Desde 2015, as descobertas da jovem ganharam mais de 40 prêmios e menções honrosas, sendo que ele receberá um dos prêmios somente no final do ano, quando se tornará a primeira estudante brasileira a ser selecionada para acompanhar a cerimônia de entrega do Nobel.
“No Brasil se faz pesquisa, sim”
Ekarinny desenvolveu todas as suas pesquisas enquanto era aluna da rede pública do Rio Grande do Norte. “A minha professora de biologia, Luísa Kiara, sempre nos incentivou e nos capacitou para a pesquisa científica”, conta, acrescentando que, apesar de a escola não ter boa estrutura física, “os professores e a direção da escola fazem a diferença. Por causa deles, meu ensino foi bom”.

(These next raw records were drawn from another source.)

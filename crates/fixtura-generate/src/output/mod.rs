pub mod json;

pub use json::{
    categories_as_json, humans_as_json, products_as_json, to_json_pretty, users_as_json,
    write_json,
};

A primeira vez que uma pesquisa de Ekarinny foi premiada foi em 2016, na Feira de Ciências do Semiárido Potiguar, feira estadual para estudantes do sertão semiárido, por ter desenvolvido uma embalagem biodegradável feita da folha seca do cajueiro. De lá para cá, a jovem conquistou outros 32 prêmios.
Um desses prêmios foi uma bolsa de pesquisa do CNPq, no valor de R$ 100 mensais, com duração de um ano, recurso que Ekarinny usou para ajudar no desenvolvimento do cateter bioativo. “Essa ajuda foi boa, mas não vejo R$ 100 como um incentivo à pesquisa ou o suficiente e nem o mais importante para eu me dedicar aos meus estudos”, pondera.

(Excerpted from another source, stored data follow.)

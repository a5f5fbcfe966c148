use std::collections::BTreeMap;

use chrono::{Datelike, NaiveDate};
use serde::{Deserialize, Serialize};

use crate::error::{Error, Result};
use crate::person::{Gender, Human};

const NATIONAL_ID_LEN: usize = 9;

/// Whole years between `birth_date` and `today`.
///
/// One year is subtracted when the birthday has not yet come around in
/// `today`'s year.
pub fn age_on(birth_date: NaiveDate, today: NaiveDate) -> i32 {
    let mut age = today.year() - birth_date.year();
    if (today.month(), today.day()) < (birth_date.month(), birth_date.day()) {
        age -= 1;
    }
    age
}

/// Mask a nine-digit national id, keeping the last `digits_to_show` digits.
///
/// Dashes in the input are ignored and the output uses the `XXX-XX-1234`
/// layout. Blank input yields an empty string.
pub fn mask_national_id(value: &str, digits_to_show: usize, mask: char) -> Result<String> {
    if value.trim().is_empty() {
        return Ok(String::new());
    }

    let digits: String = value.chars().filter(|c| *c != '-').collect();
    if digits.len() != NATIONAL_ID_LEN {
        return Err(Error::InvalidNationalId(format!(
            "expected {NATIONAL_ID_LEN} digits, got {}",
            digits.len()
        )));
    }
    if !digits.bytes().all(|b| b.is_ascii_digit()) {
        return Err(Error::InvalidNationalId("not numeric".to_string()));
    }
    if digits_to_show > NATIONAL_ID_LEN {
        return Err(Error::InvalidNationalId(format!(
            "cannot show {digits_to_show} of {NATIONAL_ID_LEN} digits"
        )));
    }

    let hidden = NATIONAL_ID_LEN - digits_to_show;
    let mut out = String::with_capacity(NATIONAL_ID_LEN + 2);
    for (index, digit) in digits.chars().enumerate() {
        if index == 3 || index == 5 {
            out.push('-');
        }
        out.push(if index < hidden { mask } else { digit });
    }
    Ok(out)
}

/// People sharing one gender, ordered by last name.
#[derive(Debug, Clone, PartialEq, Eq, Serialize, Deserialize)]
pub struct GenderGroup {
    pub gender: Gender,
    pub people: Vec<Human>,
}

pub fn group_by_gender(humans: &[Human]) -> Vec<GenderGroup> {
    let mut groups: BTreeMap<Gender, Vec<Human>> = BTreeMap::new();
    for human in humans {
        groups.entry(human.gender).or_default().push(human.clone());
    }

    groups
        .into_iter()
        .map(|(gender, mut people)| {
            people.sort_by(|a, b| a.last_name.cmp(&b.last_name));
            GenderGroup { gender, people }
        })
        .collect()
}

“Faz cinco meses que minha mãe faleceu, então o meu prêmio na ISEF 2019 foi mais do que vencer, significou não desistir dos meus sonhos, ter algo a que me apegar na dificuldade”, afirma Ekarinny. “Além disso, esse reconhecimento internacional é a prova de que estudante de escola pública pode ser o que quiser ser, chegar aonde quiser chegar.”
Apesar de estudar num instituto federal de ensino de qualidade, a trajetória de pesquisa de Juliana também não foi fácil. “Quando comecei a pesquisar, usava o laboratório de pães do meu campus do IFRS, que ficava embaixo do auditório do instituto”, lembra a gaúcha, que tinha que viajar para uma cidade vizinha para testar a sua descoberta com os resíduos da macadâmia porque o laboratório da sua escola não tinha os equipamentos necessários.
“Agora há uma sala separada para as pesquisas no instituto, mas os recursos são poucos e dá para contar nos dedos da mão a quantidade de equipamentos que há nesse laboratório. Muitas vezes comprei reagente para a pesquisa do meu próprio dinheiro”, diz Juliana. “Apesar disso, no Brasil se faz pesquisa, sim”, defende a gaúcha, que sonha um dia ganhar o Prêmio Nobel.